Robert Kubica już nie może się doczekać Grand Prix Australii

Po dwóch miesiącach testów i spekulacji już za tydzień kierowcy wyjadą na uliczny tor zlokalizowany w Parku Alberta w Melbourne.Robert Kubica przyznał, że po miesiącach żmudnych przygotowań nie może ...
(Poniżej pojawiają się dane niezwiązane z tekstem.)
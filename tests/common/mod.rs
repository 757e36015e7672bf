//! Shared fixtures: in-memory source and backend fakes plus a wired-up harness
#![allow(dead_code)]

use std::collections::HashMap;
use std::sync::{Arc, Mutex};
use std::time::Duration;

use async_trait::async_trait;
use chrono::{DateTime, FixedOffset, NaiveDate, NaiveTime, TimeZone};
use futures_util::stream::{self, BoxStream, StreamExt};
use tokio::sync::mpsc;

use vitals_sync::config::{OutboxConfig, SyncConfig};
use vitals_sync::{
    BackendClient, CancelFlag, ChangeBus, ChangeSignal, DeliveryError, ExternalSource, LocalStore,
    ManualClock, MetricType, MigrationPlan, OutboxProcessor, ProgressEntry, SampleObservation,
    SourceError, SyncOrchestrator, UpsertEngine,
};

pub const USER: &str = "user-1";

pub fn date(month: u32, day: u32) -> NaiveDate {
    NaiveDate::from_ymd_opt(2026, month, day).unwrap()
}

pub fn hour(h: u32) -> Option<NaiveTime> {
    NaiveTime::from_hms_opt(h, 0, 0)
}

/// 2026-06-10 09:30 at UTC+2
pub fn start_time() -> DateTime<FixedOffset> {
    FixedOffset::east_opt(2 * 3600)
        .unwrap()
        .with_ymd_and_hms(2026, 6, 10, 9, 30, 0)
        .unwrap()
}

pub fn today() -> NaiveDate {
    date(6, 10)
}

pub fn steps(day: NaiveDate, h: u32, quantity: f64) -> SampleObservation {
    SampleObservation {
        user_id: USER.to_string(),
        metric_type: MetricType::Steps,
        quantity,
        date: day,
        bucket_time: hour(h),
        notes: None,
    }
}

pub fn weight(day: NaiveDate, quantity: f64) -> SampleObservation {
    SampleObservation {
        user_id: USER.to_string(),
        metric_type: MetricType::Weight,
        quantity,
        date: day,
        bucket_time: None,
        notes: None,
    }
}

// =============================================================================
// External source fake
// =============================================================================

#[derive(Default)]
pub struct FakeSource {
    samples: Mutex<HashMap<(MetricType, NaiveDate), Vec<SampleObservation>>>,
    errors: Mutex<HashMap<(MetricType, NaiveDate), SourceError>>,
    fetches: Mutex<Vec<(MetricType, NaiveDate)>>,
    delay: Mutex<Option<Duration>>,
    cancel_on_fetch: Mutex<Option<CancelFlag>>,
    changes: Mutex<Option<mpsc::UnboundedReceiver<ChangeSignal>>>,
}

impl FakeSource {
    pub fn new() -> Self {
        Self::default()
    }

    pub fn set_samples(&self, metric: MetricType, day: NaiveDate, samples: Vec<SampleObservation>) {
        self.samples.lock().unwrap().insert((metric, day), samples);
    }

    pub fn fail(&self, metric: MetricType, day: NaiveDate, error: SourceError) {
        self.errors.lock().unwrap().insert((metric, day), error);
    }

    pub fn heal(&self, metric: MetricType, day: NaiveDate) {
        self.errors.lock().unwrap().remove(&(metric, day));
    }

    pub fn set_delay(&self, delay: Duration) {
        *self.delay.lock().unwrap() = Some(delay);
    }

    /// Cancel `flag` as soon as any fetch starts
    pub fn cancel_on_fetch(&self, flag: CancelFlag) {
        *self.cancel_on_fetch.lock().unwrap() = Some(flag);
    }

    pub fn change_sender(&self) -> mpsc::UnboundedSender<ChangeSignal> {
        let (tx, rx) = mpsc::unbounded_channel();
        *self.changes.lock().unwrap() = Some(rx);
        tx
    }

    pub fn fetches(&self) -> Vec<(MetricType, NaiveDate)> {
        self.fetches.lock().unwrap().clone()
    }

    pub fn fetch_count(&self) -> usize {
        self.fetches.lock().unwrap().len()
    }
}

#[async_trait]
impl ExternalSource for FakeSource {
    async fn fetch_bucketed_samples(
        &self,
        metric_type: MetricType,
        date: NaiveDate,
    ) -> Result<Vec<SampleObservation>, SourceError> {
        self.fetches.lock().unwrap().push((metric_type, date));
        if let Some(flag) = self.cancel_on_fetch.lock().unwrap().as_ref() {
            flag.cancel();
        }

        let delay = *self.delay.lock().unwrap();
        if let Some(delay) = delay {
            tokio::time::sleep(delay).await;
        }

        if let Some(error) = self.errors.lock().unwrap().get(&(metric_type, date)) {
            return Err(error.clone());
        }
        Ok(self
            .samples
            .lock()
            .unwrap()
            .get(&(metric_type, date))
            .cloned()
            .unwrap_or_default())
    }

    fn observe_changes(&self, _metrics: &[MetricType]) -> BoxStream<'static, ChangeSignal> {
        match self.changes.lock().unwrap().take() {
            Some(rx) => stream::unfold(rx, |mut rx| async move { rx.recv().await.map(|s| (s, rx)) }).boxed(),
            None => stream::empty().boxed(),
        }
    }
}

// =============================================================================
// Backend fake
// =============================================================================

#[derive(Default)]
pub struct FakeBackend {
    /// Pushes received, as (entry id, idempotency key, quantity)
    pushes: Mutex<Vec<(String, String, f64)>>,
    failing: Mutex<bool>,
    delay: Mutex<Option<Duration>>,
}

impl FakeBackend {
    pub fn new() -> Self {
        Self::default()
    }

    pub fn set_failing(&self, failing: bool) {
        *self.failing.lock().unwrap() = failing;
    }

    pub fn set_delay(&self, delay: Duration) {
        *self.delay.lock().unwrap() = Some(delay);
    }

    pub fn pushes(&self) -> Vec<(String, String, f64)> {
        self.pushes.lock().unwrap().clone()
    }
}

#[async_trait]
impl BackendClient for FakeBackend {
    async fn push(&self, entry: &ProgressEntry, idempotency_key: &str) -> Result<String, DeliveryError> {
        let delay = *self.delay.lock().unwrap();
        if let Some(delay) = delay {
            tokio::time::sleep(delay).await;
        }

        self.pushes
            .lock()
            .unwrap()
            .push((entry.id.clone(), idempotency_key.to_string(), entry.quantity));

        if *self.failing.lock().unwrap() {
            return Err(DeliveryError::Transport("connection refused".into()));
        }
        Ok(format!("remote-{}", entry.id))
    }
}

// =============================================================================
// Harness
// =============================================================================

pub struct Harness {
    pub store: Arc<LocalStore>,
    pub bus: Arc<ChangeBus>,
    pub clock: Arc<ManualClock>,
    pub source: Arc<FakeSource>,
    pub backend: Arc<FakeBackend>,
    pub outbox: Arc<OutboxProcessor>,
    pub engine: Arc<UpsertEngine>,
    pub orchestrator: Arc<SyncOrchestrator>,
}

impl Harness {
    pub fn new() -> Self {
        Self::with_config(OutboxConfig::default(), SyncConfig::default())
    }

    pub fn with_config(outbox_config: OutboxConfig, sync_config: SyncConfig) -> Self {
        let store = Arc::new(LocalStore::open_in_memory(&MigrationPlan::current()).unwrap());
        Self::with_store(store, outbox_config, sync_config)
    }

    pub fn with_store(store: Arc<LocalStore>, outbox_config: OutboxConfig, sync_config: SyncConfig) -> Self {
        let bus = Arc::new(ChangeBus::new());
        let clock = Arc::new(ManualClock::new(start_time()));
        let source = Arc::new(FakeSource::new());
        let backend = Arc::new(FakeBackend::new());

        let policy = outbox_config.policy();
        let outbox = Arc::new(OutboxProcessor::new(
            store.clone(),
            backend.clone(),
            clock.clone(),
            outbox_config,
        ));
        let engine = Arc::new(
            UpsertEngine::new(store.clone(), bus.clone(), clock.clone()).with_policy(policy),
        );
        let orchestrator = Arc::new(SyncOrchestrator::new(
            store.clone(),
            engine.clone(),
            source.clone(),
            clock.clone(),
            sync_config,
        ));

        Self {
            store,
            bus,
            clock,
            source,
            backend,
            outbox,
            engine,
            orchestrator,
        }
    }

    /// An engine that nudges this harness's outbox after every write.
    /// The default engine does not, so tests control when drains happen.
    pub fn nudging_engine(&self) -> Arc<UpsertEngine> {
        Arc::new(
            UpsertEngine::new(self.store.clone(), self.bus.clone(), self.clock.clone())
                .with_policy(self.outbox.config().policy())
                .with_outbox(self.outbox.clone()),
        )
    }

    pub fn entries(&self, metric: MetricType, from: NaiveDate, to: NaiveDate) -> Vec<ProgressEntry> {
        self.store
            .with_conn(|conn| vitals_sync::db::progress::list_range(conn, USER, metric, from, to))
            .unwrap()
    }

    /// Run raw SQL against the store, used to install failure triggers
    pub fn run_sql(&self, sql: &str) {
        self.store
            .with_conn(|conn| {
                conn.execute_batch(sql)
                    .map_err(|e| vitals_sync::SyncError::Storage(e.to_string()))
            })
            .unwrap();
    }

    pub fn events_for(&self, entity_id: &str) -> Vec<vitals_sync::db::OutboxEvent> {
        self.store
            .with_conn(|conn| vitals_sync::db::outbox::events_for_entity(conn, entity_id))
            .unwrap()
    }
}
Po dwóch miesiącach testów i spekulacji już za tydzień kierowcy wyjadą na uliczny tor zlokalizowany w Parku Alberta w Melbourne. Robert Kubica przyznał, że po miesiącach żmudnych przygotowań nie może się doczekać, gdy w końcu powróci na tor i zamierzy się z najlepszymi kierowcami na świecie. "W Australii w końcu skończą się spekulacje" , powiedział Kubica. "Już nie mogę się doczekać początku sezonu. Cały zespół pracował potwornie ciężko przez ostatnie tygodnie, dzięki czemu nowy bolid z dnia na dzień jest coraz lepszy." Robert przyznał, że uliczny tor w Melbourne należy do jego ulubionych nie tylko dzięki unikalnej charakterystyce, ale także fantastycznej atmosferze. "Uwielbiam tor w Melbourne" , powiedział. "Jeśli by to ode mnie zależało, wszystkie wyścigi odbywałyby się na torach ulicznych." "Atmosfera w Melbourne jest wspaniała dzięki kibicom i pięknej okolicy. Wszystko to sprawia, że wyścig otwierający sezon jest jeszcze bardziej wyjątkowy." Robert zauważył również, że w tym sezonie wraz z zakazaniem kontroli trakcji wyścigi mogą dostarczyć nam jeszcze więcej emocji, szczególnie na takich torach jak w Melbourne. "W tym sezonie precyzyjne prowadzenie wozu będzie miało jeszcze większe znaczenie ze względu na brak kontroli trakcji, która kiedyś ratowała cię, gdy wypadłeś na brudną stronę toru." "Teraz, gdy zboczysz z optymalnej linii jazdy, musisz zdjąć nogę z gazu, co kosztuje cię dużo czasu."